_Exercise description_. After locating "mod graph_error;" in the listing below, copy that line and each one after it exactly, ending with the line that has "edges without a".

::::::::

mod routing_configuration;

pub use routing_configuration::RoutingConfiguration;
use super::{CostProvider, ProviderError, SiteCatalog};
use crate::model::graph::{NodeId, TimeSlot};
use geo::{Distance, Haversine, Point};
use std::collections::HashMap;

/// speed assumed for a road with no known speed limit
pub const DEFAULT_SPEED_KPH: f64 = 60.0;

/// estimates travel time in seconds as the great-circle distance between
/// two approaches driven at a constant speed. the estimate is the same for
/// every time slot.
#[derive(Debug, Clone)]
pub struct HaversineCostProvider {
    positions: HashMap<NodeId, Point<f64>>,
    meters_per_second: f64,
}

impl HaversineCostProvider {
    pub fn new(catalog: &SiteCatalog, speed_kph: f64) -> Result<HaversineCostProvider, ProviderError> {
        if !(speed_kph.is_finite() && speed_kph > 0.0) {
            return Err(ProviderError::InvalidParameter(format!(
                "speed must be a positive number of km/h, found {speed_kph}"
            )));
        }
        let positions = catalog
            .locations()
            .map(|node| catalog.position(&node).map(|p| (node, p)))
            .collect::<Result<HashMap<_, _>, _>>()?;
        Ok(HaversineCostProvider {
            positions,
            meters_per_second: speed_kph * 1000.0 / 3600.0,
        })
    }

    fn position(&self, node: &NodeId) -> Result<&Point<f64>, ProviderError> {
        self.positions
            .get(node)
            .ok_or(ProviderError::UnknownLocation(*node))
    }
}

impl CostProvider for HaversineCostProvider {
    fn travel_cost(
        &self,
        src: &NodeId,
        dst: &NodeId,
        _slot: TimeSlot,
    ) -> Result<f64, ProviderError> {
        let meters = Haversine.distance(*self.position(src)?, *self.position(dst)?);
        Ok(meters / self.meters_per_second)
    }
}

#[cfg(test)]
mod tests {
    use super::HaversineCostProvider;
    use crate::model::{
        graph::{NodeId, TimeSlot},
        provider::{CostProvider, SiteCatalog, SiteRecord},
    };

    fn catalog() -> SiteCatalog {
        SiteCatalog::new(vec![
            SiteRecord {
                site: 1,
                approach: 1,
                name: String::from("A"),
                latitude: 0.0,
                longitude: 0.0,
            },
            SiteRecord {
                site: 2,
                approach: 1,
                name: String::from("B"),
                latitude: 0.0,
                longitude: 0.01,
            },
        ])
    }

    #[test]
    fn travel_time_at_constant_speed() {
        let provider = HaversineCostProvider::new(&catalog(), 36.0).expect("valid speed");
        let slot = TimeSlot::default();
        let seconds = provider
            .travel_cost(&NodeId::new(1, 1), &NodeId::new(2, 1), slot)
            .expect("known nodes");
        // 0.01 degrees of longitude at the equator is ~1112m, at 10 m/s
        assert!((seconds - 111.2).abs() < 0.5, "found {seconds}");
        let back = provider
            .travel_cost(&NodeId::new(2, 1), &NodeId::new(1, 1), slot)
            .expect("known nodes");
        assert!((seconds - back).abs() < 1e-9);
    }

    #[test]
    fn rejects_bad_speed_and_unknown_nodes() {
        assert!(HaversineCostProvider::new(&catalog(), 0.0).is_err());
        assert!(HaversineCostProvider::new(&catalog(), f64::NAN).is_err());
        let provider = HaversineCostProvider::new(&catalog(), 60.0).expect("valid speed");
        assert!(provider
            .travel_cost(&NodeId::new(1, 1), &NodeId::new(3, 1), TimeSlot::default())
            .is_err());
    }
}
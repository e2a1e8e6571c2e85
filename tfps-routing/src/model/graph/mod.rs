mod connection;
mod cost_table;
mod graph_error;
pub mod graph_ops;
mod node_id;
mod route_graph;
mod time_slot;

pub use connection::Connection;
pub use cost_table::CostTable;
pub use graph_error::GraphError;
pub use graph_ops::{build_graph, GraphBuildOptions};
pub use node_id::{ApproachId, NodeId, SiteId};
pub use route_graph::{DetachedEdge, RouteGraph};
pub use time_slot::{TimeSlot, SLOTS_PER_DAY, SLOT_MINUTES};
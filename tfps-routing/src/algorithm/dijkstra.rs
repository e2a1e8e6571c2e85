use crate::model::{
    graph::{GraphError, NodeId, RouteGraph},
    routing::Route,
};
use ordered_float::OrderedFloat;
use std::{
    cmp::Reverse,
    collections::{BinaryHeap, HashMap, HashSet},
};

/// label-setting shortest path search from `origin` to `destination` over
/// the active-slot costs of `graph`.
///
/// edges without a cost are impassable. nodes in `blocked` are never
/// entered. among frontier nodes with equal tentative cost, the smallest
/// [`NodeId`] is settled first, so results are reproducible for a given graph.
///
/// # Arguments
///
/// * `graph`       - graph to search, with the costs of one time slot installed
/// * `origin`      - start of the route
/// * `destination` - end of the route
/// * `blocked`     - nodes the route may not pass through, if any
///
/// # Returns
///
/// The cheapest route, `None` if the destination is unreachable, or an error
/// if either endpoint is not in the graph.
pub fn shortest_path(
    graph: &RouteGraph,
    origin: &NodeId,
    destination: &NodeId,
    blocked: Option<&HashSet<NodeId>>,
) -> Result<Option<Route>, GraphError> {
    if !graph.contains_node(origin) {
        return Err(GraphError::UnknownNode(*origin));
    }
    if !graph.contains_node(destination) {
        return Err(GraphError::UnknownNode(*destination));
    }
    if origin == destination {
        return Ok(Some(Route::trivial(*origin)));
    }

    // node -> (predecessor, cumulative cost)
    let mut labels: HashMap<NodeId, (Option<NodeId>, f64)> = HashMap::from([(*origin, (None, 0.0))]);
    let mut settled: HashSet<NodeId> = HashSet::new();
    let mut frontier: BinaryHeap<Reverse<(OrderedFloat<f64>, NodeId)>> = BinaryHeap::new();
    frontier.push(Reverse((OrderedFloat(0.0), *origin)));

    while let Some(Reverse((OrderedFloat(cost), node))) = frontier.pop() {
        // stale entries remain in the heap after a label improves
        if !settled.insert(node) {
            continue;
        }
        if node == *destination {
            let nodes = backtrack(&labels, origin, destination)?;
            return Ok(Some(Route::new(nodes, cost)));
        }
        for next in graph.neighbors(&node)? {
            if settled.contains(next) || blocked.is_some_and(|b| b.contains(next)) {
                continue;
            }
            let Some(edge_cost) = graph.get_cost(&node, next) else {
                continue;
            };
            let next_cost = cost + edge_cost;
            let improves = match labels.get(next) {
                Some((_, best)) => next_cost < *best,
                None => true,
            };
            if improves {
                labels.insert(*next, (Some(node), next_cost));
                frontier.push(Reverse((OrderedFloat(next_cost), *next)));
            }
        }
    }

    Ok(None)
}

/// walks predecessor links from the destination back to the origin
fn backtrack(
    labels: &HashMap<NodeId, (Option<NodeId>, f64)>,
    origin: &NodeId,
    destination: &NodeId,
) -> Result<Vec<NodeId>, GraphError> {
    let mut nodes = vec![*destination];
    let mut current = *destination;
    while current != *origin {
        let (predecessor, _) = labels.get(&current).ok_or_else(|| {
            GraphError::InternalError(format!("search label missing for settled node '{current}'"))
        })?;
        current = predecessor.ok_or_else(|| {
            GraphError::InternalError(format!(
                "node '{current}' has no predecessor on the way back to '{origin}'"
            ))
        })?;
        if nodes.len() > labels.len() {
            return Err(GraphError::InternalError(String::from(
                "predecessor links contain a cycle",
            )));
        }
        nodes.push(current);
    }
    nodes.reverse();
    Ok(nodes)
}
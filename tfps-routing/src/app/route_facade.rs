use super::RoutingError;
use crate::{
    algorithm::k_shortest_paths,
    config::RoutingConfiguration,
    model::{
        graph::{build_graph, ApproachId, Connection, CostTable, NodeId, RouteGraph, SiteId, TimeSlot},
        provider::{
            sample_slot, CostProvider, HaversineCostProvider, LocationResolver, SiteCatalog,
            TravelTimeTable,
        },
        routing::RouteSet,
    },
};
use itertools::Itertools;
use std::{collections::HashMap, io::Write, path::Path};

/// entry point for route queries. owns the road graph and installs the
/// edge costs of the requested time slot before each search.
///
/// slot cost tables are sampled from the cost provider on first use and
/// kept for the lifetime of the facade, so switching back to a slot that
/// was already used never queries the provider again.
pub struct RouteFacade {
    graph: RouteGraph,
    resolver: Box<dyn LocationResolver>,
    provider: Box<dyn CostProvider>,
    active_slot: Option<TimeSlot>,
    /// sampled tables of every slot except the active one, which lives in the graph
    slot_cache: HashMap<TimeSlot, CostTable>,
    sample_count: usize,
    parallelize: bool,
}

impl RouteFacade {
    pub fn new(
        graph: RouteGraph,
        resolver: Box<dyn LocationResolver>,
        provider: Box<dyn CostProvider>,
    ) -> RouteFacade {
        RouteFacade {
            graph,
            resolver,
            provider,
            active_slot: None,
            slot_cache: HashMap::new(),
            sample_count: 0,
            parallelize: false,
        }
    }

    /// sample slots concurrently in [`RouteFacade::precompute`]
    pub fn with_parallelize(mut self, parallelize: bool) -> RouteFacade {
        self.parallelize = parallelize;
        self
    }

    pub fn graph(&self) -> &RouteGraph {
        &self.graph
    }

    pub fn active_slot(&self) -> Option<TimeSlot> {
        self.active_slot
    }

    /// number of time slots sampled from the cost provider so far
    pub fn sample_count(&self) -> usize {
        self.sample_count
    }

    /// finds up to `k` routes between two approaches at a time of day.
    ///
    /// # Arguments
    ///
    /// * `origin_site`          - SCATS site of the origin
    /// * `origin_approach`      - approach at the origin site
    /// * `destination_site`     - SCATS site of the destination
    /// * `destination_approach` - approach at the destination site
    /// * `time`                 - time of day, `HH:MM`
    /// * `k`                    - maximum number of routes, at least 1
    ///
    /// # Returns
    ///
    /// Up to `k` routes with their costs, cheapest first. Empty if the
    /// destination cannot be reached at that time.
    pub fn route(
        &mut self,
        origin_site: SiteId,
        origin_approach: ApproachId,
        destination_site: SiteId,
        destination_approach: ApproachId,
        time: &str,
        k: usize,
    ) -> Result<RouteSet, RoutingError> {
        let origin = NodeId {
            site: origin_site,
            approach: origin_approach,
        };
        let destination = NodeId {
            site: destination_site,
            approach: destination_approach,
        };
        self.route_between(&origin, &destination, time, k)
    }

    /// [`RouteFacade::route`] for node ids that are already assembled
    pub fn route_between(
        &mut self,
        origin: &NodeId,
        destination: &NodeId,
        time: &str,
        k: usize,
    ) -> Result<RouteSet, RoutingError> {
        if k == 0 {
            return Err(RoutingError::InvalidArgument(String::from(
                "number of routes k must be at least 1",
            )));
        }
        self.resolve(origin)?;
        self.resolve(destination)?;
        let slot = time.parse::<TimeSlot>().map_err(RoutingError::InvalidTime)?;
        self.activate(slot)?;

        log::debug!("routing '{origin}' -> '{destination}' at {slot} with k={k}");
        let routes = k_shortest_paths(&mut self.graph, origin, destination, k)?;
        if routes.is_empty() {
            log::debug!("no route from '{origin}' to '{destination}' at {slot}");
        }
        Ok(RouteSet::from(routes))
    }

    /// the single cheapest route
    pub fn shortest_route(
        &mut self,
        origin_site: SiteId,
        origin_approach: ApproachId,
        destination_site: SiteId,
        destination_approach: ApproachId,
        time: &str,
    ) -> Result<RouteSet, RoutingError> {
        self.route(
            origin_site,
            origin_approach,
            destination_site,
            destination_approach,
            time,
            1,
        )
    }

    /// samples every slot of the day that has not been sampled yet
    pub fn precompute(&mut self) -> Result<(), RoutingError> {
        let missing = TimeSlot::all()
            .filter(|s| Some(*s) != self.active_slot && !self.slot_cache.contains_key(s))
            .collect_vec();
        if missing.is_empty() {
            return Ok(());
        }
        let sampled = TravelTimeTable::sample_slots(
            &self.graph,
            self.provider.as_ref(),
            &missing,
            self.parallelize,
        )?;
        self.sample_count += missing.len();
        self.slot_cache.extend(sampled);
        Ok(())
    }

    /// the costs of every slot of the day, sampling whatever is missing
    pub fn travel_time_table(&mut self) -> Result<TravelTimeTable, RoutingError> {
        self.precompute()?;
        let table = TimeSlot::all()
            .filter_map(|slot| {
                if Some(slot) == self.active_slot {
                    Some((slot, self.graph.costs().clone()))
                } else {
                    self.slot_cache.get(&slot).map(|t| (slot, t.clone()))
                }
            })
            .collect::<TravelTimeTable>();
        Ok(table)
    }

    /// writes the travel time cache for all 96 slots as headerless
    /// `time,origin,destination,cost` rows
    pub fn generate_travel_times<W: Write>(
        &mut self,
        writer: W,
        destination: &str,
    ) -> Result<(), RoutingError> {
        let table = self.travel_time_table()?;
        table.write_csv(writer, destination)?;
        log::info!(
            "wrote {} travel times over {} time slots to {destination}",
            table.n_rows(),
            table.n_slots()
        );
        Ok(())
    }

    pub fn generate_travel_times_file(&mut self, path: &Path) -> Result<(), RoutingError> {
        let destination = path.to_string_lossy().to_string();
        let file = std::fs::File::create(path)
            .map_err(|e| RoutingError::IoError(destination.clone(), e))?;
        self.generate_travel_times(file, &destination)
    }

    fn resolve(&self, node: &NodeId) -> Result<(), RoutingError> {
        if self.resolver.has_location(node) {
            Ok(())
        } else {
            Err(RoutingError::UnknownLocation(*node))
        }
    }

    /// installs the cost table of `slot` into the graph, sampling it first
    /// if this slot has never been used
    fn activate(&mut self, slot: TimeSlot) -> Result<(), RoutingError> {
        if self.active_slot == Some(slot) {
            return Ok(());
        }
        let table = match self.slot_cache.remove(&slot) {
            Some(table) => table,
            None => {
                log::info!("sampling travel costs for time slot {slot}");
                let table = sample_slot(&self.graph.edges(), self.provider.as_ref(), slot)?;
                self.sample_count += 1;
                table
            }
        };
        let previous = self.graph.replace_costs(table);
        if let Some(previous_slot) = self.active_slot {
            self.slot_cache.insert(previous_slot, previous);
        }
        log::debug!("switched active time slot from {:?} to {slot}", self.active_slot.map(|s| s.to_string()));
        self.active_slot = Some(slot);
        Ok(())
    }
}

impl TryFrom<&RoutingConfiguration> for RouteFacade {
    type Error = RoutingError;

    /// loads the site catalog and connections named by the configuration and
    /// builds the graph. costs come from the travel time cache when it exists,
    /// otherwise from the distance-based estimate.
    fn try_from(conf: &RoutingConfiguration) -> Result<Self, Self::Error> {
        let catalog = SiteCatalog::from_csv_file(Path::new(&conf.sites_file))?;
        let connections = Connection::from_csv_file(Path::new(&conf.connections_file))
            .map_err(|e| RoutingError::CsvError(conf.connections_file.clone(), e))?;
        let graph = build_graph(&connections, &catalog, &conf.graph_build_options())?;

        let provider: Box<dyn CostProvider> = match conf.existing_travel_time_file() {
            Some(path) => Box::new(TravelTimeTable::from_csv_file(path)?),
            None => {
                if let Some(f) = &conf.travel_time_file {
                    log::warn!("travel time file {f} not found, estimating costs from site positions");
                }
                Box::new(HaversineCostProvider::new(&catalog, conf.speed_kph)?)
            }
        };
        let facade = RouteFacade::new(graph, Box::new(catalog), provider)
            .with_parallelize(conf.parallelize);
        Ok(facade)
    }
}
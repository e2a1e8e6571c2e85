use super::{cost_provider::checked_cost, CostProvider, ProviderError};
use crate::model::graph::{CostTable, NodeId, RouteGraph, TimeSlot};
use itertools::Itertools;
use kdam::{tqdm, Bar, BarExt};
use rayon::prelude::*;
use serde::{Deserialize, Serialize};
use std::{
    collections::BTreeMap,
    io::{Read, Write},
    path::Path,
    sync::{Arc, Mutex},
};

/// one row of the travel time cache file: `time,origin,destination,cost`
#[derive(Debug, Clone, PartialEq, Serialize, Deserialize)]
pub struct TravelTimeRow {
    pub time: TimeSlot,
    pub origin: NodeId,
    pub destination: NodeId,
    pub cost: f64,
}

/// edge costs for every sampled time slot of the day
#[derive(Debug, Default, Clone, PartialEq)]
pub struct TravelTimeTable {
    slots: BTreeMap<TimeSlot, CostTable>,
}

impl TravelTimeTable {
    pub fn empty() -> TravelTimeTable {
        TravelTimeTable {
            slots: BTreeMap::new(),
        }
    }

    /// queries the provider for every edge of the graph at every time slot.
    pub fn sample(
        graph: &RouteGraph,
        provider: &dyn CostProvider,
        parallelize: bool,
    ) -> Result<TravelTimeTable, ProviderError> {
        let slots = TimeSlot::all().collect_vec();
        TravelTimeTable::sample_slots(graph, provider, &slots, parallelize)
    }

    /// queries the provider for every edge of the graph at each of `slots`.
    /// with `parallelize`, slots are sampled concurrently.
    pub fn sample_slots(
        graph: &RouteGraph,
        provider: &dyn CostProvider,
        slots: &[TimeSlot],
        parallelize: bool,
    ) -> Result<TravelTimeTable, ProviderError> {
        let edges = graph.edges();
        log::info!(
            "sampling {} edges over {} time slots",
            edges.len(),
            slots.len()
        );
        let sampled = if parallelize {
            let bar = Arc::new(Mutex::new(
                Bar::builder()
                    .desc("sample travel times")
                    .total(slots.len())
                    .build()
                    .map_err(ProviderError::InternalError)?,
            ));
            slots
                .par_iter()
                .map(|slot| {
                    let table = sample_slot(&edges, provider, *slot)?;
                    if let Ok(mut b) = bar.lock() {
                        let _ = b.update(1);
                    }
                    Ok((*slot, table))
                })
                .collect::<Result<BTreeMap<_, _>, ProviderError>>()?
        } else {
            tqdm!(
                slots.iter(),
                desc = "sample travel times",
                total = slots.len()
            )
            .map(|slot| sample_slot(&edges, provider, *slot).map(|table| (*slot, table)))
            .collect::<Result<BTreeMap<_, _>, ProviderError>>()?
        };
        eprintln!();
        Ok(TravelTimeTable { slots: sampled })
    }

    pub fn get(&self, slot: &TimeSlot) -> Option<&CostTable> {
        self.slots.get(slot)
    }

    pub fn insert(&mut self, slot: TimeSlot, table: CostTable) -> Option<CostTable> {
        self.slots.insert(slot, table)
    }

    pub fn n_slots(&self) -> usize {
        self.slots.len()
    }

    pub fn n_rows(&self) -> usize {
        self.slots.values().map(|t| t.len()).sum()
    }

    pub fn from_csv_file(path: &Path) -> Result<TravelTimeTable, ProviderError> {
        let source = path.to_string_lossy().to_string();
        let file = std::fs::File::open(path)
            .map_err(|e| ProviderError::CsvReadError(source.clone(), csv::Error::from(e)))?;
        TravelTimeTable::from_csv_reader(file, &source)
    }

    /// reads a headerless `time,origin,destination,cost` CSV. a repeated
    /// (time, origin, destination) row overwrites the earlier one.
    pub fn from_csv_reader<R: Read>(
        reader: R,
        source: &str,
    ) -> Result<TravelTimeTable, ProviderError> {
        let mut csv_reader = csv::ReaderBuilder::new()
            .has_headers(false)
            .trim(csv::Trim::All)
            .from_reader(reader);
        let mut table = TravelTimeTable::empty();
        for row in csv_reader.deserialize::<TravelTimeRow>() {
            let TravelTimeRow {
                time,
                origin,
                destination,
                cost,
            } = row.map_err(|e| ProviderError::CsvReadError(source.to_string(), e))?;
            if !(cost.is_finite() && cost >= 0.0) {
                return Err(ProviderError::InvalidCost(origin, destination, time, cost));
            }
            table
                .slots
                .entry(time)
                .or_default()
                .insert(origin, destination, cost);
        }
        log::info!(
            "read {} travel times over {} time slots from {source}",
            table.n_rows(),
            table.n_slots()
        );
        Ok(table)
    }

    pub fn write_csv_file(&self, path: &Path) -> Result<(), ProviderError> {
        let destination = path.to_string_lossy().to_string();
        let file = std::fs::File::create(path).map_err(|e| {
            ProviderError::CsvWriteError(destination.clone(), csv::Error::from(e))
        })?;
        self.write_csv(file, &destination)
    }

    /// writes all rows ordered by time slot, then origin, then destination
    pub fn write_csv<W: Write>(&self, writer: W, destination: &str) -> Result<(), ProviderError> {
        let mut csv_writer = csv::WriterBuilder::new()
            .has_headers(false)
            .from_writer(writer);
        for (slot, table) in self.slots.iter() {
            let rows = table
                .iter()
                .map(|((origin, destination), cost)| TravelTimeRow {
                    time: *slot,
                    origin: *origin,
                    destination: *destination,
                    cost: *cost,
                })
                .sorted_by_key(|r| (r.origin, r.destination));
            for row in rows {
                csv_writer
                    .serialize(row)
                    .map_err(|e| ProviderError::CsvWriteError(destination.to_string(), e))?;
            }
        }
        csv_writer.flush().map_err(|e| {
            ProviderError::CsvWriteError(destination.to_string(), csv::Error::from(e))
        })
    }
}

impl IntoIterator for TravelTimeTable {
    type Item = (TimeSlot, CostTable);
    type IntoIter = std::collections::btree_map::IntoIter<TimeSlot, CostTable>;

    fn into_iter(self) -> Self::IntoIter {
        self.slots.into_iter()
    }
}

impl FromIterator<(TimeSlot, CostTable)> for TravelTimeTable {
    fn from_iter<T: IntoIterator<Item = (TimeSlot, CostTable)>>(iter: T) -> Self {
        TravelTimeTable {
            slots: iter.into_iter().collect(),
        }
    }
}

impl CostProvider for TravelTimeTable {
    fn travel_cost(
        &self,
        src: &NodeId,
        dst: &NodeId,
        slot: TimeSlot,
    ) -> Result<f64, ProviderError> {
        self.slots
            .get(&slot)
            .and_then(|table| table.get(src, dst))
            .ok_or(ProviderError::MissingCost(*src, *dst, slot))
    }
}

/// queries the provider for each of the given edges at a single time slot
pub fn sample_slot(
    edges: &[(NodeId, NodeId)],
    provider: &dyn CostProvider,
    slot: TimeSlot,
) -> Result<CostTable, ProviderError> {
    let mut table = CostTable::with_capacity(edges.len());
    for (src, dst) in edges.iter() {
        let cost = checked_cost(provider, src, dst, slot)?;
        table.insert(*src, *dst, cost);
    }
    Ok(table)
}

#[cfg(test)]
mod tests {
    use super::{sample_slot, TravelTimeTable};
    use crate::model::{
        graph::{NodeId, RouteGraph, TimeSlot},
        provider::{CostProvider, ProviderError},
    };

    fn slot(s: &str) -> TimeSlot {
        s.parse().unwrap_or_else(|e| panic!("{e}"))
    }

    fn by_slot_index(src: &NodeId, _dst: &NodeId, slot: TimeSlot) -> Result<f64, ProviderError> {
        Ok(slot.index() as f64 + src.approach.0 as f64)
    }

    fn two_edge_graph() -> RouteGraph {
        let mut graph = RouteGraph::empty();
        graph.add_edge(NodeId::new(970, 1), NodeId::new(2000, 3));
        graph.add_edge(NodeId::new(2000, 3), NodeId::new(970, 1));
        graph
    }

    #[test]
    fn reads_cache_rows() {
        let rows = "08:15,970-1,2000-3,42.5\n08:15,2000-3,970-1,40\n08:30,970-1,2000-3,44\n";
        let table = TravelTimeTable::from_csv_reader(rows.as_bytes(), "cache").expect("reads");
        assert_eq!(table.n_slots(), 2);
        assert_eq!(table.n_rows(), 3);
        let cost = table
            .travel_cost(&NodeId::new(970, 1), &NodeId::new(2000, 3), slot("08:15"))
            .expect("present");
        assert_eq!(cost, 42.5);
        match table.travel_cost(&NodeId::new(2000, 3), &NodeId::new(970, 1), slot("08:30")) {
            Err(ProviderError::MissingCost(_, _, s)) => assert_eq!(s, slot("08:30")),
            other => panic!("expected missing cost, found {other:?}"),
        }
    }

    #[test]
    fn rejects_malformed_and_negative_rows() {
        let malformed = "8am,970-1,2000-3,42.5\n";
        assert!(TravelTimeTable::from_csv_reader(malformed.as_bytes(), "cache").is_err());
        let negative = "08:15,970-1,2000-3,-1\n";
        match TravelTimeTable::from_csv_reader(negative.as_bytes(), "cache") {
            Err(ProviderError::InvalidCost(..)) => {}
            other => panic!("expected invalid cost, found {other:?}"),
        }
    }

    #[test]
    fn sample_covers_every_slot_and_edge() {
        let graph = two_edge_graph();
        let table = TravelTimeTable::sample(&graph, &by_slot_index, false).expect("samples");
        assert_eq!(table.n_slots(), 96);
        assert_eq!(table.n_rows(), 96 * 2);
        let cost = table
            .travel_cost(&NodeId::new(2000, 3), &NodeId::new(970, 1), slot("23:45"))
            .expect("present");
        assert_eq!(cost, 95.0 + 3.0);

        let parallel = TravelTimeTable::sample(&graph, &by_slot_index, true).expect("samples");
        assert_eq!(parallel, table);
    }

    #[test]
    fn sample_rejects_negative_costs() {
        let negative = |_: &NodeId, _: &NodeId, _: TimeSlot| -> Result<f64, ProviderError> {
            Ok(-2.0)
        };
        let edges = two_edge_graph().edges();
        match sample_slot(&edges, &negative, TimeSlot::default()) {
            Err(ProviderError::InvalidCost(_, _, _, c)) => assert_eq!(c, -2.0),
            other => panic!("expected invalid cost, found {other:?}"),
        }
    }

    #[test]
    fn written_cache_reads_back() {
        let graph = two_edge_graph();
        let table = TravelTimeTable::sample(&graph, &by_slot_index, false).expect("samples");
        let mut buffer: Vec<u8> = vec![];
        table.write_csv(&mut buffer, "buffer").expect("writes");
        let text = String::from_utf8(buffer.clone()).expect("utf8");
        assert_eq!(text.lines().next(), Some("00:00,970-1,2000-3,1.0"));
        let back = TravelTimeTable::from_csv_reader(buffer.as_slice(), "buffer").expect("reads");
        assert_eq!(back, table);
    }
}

::::::::

_Your solution_.
mod graph_error;
pub mod graph_ops;
mod node_id;
mod route_graph;
mod time_slot;

pub use connection::Connection;
pub use cost_table::CostTable;
pub use graph_error::GraphError;
pub use graph_ops::{build_graph, GraphBuildOptions};
pub use node_id::{ApproachId, NodeId, SiteId};
pub use route_graph::{DetachedEdge, RouteGraph};
pub use time_slot::{TimeSlot, SLOTS_PER_DAY, SLOT_MINUTES};
filename tfps-routing/src/algorithm/dijkstra.rs
repository e2a1e8e6571c2e85
use crate::model::{
    graph::{GraphError, NodeId, RouteGraph},
    routing::Route,
};
use ordered_float::OrderedFloat;
use std::{
    cmp::Reverse,
    collections::{BinaryHeap, HashMap, HashSet},
};

/// label-setting shortest path search from `origin` to `destination` over
/// the active-slot costs of `graph`.
///
/// edges without a cost are impassable. nodes in `blocked` are never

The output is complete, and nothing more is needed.